◆ Exercise objective
Look through the material and copy each line holding "BftConfig".

◆ Task input
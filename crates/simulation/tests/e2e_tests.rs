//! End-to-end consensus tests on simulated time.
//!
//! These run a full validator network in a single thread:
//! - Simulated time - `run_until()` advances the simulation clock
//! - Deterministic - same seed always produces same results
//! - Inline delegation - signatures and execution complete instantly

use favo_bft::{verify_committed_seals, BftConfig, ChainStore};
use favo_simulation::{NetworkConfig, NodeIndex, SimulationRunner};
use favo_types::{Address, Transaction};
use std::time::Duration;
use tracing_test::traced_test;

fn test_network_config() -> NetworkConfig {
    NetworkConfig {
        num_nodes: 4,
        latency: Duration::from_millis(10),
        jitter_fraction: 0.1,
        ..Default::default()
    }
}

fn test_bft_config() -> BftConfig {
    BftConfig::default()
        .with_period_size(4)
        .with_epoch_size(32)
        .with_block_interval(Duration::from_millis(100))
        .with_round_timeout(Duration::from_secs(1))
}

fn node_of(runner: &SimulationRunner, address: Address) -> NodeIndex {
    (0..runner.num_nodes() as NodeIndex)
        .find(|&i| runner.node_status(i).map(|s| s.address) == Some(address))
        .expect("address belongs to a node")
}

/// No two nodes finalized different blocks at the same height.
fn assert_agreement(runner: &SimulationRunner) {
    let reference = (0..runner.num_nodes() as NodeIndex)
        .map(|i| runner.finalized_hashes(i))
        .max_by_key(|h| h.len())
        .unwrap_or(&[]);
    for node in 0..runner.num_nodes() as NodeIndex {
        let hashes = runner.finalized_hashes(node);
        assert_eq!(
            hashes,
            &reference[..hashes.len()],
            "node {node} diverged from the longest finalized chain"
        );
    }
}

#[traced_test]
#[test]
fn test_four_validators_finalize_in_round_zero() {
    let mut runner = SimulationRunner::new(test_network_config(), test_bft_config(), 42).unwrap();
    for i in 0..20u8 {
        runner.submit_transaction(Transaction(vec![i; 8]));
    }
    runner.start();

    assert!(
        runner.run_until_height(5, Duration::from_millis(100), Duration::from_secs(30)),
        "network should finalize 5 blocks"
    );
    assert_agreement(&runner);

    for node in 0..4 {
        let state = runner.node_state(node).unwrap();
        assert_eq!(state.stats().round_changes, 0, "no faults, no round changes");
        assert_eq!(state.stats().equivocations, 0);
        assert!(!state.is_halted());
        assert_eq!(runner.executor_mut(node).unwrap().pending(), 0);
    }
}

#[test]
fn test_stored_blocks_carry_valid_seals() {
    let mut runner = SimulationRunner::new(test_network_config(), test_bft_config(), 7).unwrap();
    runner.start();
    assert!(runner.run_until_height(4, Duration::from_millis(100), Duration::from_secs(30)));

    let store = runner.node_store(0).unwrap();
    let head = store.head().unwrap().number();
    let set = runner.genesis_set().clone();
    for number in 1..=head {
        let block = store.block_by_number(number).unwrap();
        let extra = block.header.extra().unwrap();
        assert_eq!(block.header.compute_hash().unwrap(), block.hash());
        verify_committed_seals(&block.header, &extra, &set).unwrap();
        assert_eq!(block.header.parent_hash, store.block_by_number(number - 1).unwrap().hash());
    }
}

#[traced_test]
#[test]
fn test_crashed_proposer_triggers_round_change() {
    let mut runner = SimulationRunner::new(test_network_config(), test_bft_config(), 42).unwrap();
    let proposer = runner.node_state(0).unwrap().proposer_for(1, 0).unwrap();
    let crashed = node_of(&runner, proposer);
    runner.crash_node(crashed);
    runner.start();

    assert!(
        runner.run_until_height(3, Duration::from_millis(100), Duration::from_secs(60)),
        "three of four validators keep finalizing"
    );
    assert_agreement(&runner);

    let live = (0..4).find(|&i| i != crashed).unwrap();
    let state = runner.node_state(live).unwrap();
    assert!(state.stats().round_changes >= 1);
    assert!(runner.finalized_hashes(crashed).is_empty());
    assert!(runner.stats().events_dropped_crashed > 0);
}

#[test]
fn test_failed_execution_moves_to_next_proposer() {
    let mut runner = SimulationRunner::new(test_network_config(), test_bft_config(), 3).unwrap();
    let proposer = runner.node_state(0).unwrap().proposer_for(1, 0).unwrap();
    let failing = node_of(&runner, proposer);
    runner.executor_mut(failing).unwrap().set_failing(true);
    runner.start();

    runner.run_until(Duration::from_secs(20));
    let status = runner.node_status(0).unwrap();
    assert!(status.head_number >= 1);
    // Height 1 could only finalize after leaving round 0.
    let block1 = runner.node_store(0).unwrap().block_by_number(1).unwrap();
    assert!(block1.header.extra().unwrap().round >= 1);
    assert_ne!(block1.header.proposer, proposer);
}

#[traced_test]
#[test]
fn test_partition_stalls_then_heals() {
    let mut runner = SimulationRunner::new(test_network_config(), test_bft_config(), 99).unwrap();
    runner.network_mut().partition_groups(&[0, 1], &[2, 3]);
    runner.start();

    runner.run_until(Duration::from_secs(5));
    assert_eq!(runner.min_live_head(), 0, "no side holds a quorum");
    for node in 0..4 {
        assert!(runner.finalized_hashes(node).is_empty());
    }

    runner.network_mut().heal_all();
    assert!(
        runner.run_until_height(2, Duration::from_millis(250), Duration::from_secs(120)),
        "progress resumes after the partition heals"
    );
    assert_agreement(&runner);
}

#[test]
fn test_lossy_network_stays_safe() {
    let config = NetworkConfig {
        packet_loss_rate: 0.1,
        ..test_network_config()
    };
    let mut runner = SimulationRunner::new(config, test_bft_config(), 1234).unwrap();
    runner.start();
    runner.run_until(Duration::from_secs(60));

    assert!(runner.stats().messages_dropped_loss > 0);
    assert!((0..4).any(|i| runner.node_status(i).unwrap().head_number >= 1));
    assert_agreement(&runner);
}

◆ Result of the exercise
use favo_bft::{verify_committed_seals, BftConfig, ChainStore};
fn test_bft_config() -> BftConfig {
    BftConfig::default()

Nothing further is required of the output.